- **The task**: Below are the entries; return every line among them that holds the word "ColumnType".

═════ Information provided

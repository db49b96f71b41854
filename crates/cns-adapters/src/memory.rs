//! In-process source and destination for tests.

use std::collections::{BTreeMap, BTreeSet};
use std::sync::{Mutex, MutexGuard, PoisonError};

use async_trait::async_trait;
use chrono::{DateTime, Utc};
use cns_core::{
    Assignment, ColumnSpec, ColumnType, Course, EncodedValue, RecordField, RowFilter, RowId,
    RowProperties, SchemaDescriptor, SubmissionSnapshot,
};

use crate::{DestinationApi, DestinationError, SourceApi, SourceError};

fn lock<T>(mutex: &Mutex<T>) -> MutexGuard<'_, T> {
    mutex.lock().unwrap_or_else(PoisonError::into_inner)
}

#[derive(Debug, Default)]
pub struct StaticSource {
    courses: BTreeMap<u64, Course>,
    assignments: BTreeMap<u64, Vec<Assignment>>,
    submissions: BTreeMap<u64, Vec<SubmissionSnapshot>>,
    failing: BTreeSet<u64>,
    delta_requests: Mutex<Vec<(u64, DateTime<Utc>)>>,
}

impl StaticSource {
    pub fn new() -> Self {
        Self::default()
    }

    pub fn with_course(mut self, course: Course) -> Self {
        self.courses.insert(course.id, course);
        self
    }

    pub fn with_assignments(mut self, course_id: u64, assignments: Vec<Assignment>) -> Self {
        self.assignments.entry(course_id).or_default().extend(assignments);
        self
    }

    pub fn with_submissions(
        mut self,
        course_id: u64,
        submissions: Vec<SubmissionSnapshot>,
    ) -> Self {
        self.submissions.entry(course_id).or_default().extend(submissions);
        self
    }

    /// Every listing call for `course_id` fails.
    pub fn failing_course(mut self, course_id: u64) -> Self {
        self.failing.insert(course_id);
        self
    }

    /// `(course, since)` pairs passed to `list_submissions_since`, in call order.
    pub fn delta_requests(&self) -> Vec<(u64, DateTime<Utc>)> {
        lock(&self.delta_requests).clone()
    }

    fn check(&self, course_id: u64) -> Result<(), SourceError> {
        if self.failing.contains(&course_id) {
            return Err(SourceError::Message(format!("course {course_id} unavailable")));
        }
        Ok(())
    }
}

#[async_trait]
impl SourceApi for StaticSource {
    async fn get_course(&self, course_id: u64) -> Result<Course, SourceError> {
        self.courses
            .get(&course_id)
            .cloned()
            .ok_or_else(|| SourceError::Message(format!("course {course_id} not found")))
    }

    async fn list_assignments(&self, course_id: u64) -> Result<Vec<Assignment>, SourceError> {
        self.check(course_id)?;
        Ok(self.assignments.get(&course_id).cloned().unwrap_or_default())
    }

    async fn list_submissions_since(
        &self,
        course_id: u64,
        since: DateTime<Utc>,
    ) -> Result<Vec<SubmissionSnapshot>, SourceError> {
        lock(&self.delta_requests).push((course_id, since));
        self.check(course_id)?;
        Ok(self.submissions.get(&course_id).cloned().unwrap_or_default())
    }
}

/// Number of calls made against an [`InMemoryDestination`], by operation.
#[derive(Debug, Clone, Copy, Default, PartialEq, Eq)]
pub struct CallLog {
    pub schema_reads: usize,
    pub columns_added: usize,
    pub finds: usize,
    pub creates: usize,
    pub updates: usize,
}

#[derive(Debug, Default)]
struct TableState {
    columns: BTreeMap<String, ColumnType>,
    rows: Vec<(RowId, RowProperties)>,
    next_id: u64,
    calls: CallLog,
}

/// A single table held in memory. Writes are validated against the column
/// types the way a hosted table would reject them.
#[derive(Debug, Default)]
pub struct InMemoryDestination {
    state: Mutex<TableState>,
    failing_keys: BTreeSet<String>,
    failing_columns: BTreeSet<String>,
    fail_schema: bool,
}

impl InMemoryDestination {
    pub fn new() -> Self {
        Self::default()
    }

    /// A table that already has every engine column in its preferred type.
    pub fn with_default_columns() -> Self {
        Self::new().with_columns(
            RecordField::ALL
                .iter()
                .map(|f| (f.column_name(), f.preferred_spec().column_type)),
        )
    }

    pub fn with_columns<'a>(
        self,
        columns: impl IntoIterator<Item = (&'a str, ColumnType)>,
    ) -> Self {
        {
            let mut state = lock(&self.state);
            for (name, column_type) in columns {
                state.columns.insert(name.to_string(), column_type);
            }
        }
        self
    }

    pub fn with_row(self, properties: RowProperties) -> Self {
        {
            let mut state = lock(&self.state);
            let id = state.allocate();
            state.rows.push((id, properties));
        }
        self
    }

    /// Writes carrying this key in the `Key` column fail.
    pub fn failing_key(mut self, key: impl Into<String>) -> Self {
        self.failing_keys.insert(key.into());
        self
    }

    pub fn failing_column(mut self, name: impl Into<String>) -> Self {
        self.failing_columns.insert(name.into());
        self
    }

    pub fn failing_schema(mut self) -> Self {
        self.fail_schema = true;
        self
    }

    pub fn rows(&self) -> Vec<(RowId, RowProperties)> {
        lock(&self.state).rows.clone()
    }

    pub fn row(&self, id: &RowId) -> Option<RowProperties> {
        lock(&self.state)
            .rows
            .iter()
            .find(|(row_id, _)| row_id == id)
            .map(|(_, props)| props.clone())
    }

    pub fn columns(&self) -> BTreeMap<String, ColumnType> {
        lock(&self.state).columns.clone()
    }

    pub fn calls(&self) -> CallLog {
        lock(&self.state).calls
    }

    fn check_key(&self, key: Option<&EncodedValue>) -> Result<(), DestinationError> {
        match key.map(EncodedValue::as_text) {
            Some(key) if self.failing_keys.contains(&key) => {
                Err(DestinationError::Message(format!("write rejected for {key}")))
            }
            _ => Ok(()),
        }
    }
}

impl TableState {
    fn allocate(&mut self) -> RowId {
        self.next_id += 1;
        RowId(format!("row-{}", self.next_id))
    }

    fn validate(&self, properties: &RowProperties) -> Result<(), DestinationError> {
        for (name, value) in properties {
            let column = self.columns.get(name).ok_or_else(|| {
                DestinationError::Message(format!("{name} is not a property that exists"))
            })?;
            if !accepts(column, value) {
                return Err(DestinationError::Message(format!(
                    "{name} is expected to be {}",
                    column.as_wire()
                )));
            }
        }
        Ok(())
    }
}

fn accepts(column: &ColumnType, value: &EncodedValue) -> bool {
    matches!(
        (column, value),
        (ColumnType::Title, EncodedValue::Title(_))
            | (ColumnType::RichText, EncodedValue::RichText(_))
            | (ColumnType::Select, EncodedValue::Select(_))
            | (ColumnType::MultiSelect, EncodedValue::MultiSelect(_))
            | (ColumnType::Status, EncodedValue::Status(_))
            | (ColumnType::Date, EncodedValue::Date(_))
            | (ColumnType::Url, EncodedValue::Url(_))
    )
}

#[async_trait]
impl DestinationApi for InMemoryDestination {
    async fn retrieve_schema(&self) -> Result<SchemaDescriptor, DestinationError> {
        let mut state = lock(&self.state);
        state.calls.schema_reads += 1;
        if self.fail_schema {
            return Err(DestinationError::Message("schema unavailable".into()));
        }
        Ok(SchemaDescriptor::new(state.columns.clone()))
    }

    async fn add_column(&self, name: &str, spec: &ColumnSpec) -> Result<(), DestinationError> {
        let mut state = lock(&self.state);
        if self.failing_columns.contains(name) {
            return Err(DestinationError::Message(format!("cannot add {name}")));
        }
        state.calls.columns_added += 1;
        state.columns.insert(name.to_string(), spec.column_type.clone());
        Ok(())
    }

    async fn find_row(&self, filter: &RowFilter) -> Result<Option<RowId>, DestinationError> {
        let mut state = lock(&self.state);
        state.calls.finds += 1;
        if let Some(missing) = filter
            .columns()
            .into_iter()
            .find(|column| !state.columns.contains_key(*column))
        {
            return Err(DestinationError::Message(format!(
                "could not find property with name {missing}"
            )));
        }
        Ok(state
            .rows
            .iter()
            .find(|(_, props)| filter.matches(props))
            .map(|(id, _)| id.clone()))
    }

    async fn create_row(&self, properties: &RowProperties) -> Result<RowId, DestinationError> {
        self.check_key(properties.get(RecordField::Key.column_name()))?;
        let mut state = lock(&self.state);
        state.validate(properties)?;
        state.calls.creates += 1;
        let id = state.allocate();
        state.rows.push((id.clone(), properties.clone()));
        Ok(id)
    }

    async fn update_row(
        &self,
        row: &RowId,
        properties: &RowProperties,
    ) -> Result<(), DestinationError> {
        let mut state = lock(&self.state);
        let existing_key = state
            .rows
            .iter()
            .find(|(id, _)| id == row)
            .and_then(|(_, props)| props.get(RecordField::Key.column_name()).cloned());
        self.check_key(properties.get(RecordField::Key.column_name()).or(existing_key.as_ref()))?;
        state.validate(properties)?;
        let target = state
            .rows
            .iter_mut()
            .find(|(id, _)| id == row)
            .ok_or_else(|| DestinationError::Message(format!("row {row} not found")))?;
        target.1.extend(properties.clone());
        state.calls.updates += 1;
        Ok(())
    }
}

══════════

- **Exercise response**:
    Assignment, ColumnSpec, ColumnType, Course, EncodedValue, RecordField, RowFilter, RowId,
    columns: BTreeMap<String, ColumnType>,
        columns: impl IntoIterator<Item = (&'a str, ColumnType)>,
    pub fn columns(&self) -> BTreeMap<String, ColumnType> {
fn accepts(column: &ColumnType, value: &EncodedValue) -> bool {
        (ColumnType::Title, EncodedValue::Title(_))
            | (ColumnType::RichText, EncodedValue::RichText(_))
            | (ColumnType::Select, EncodedValue::Select(_))
            | (ColumnType::MultiSelect, EncodedValue::MultiSelect(_))
            | (ColumnType::Status, EncodedValue::Status(_))
            | (ColumnType::Date, EncodedValue::Date(_))
            | (ColumnType::Url, EncodedValue::Url(_))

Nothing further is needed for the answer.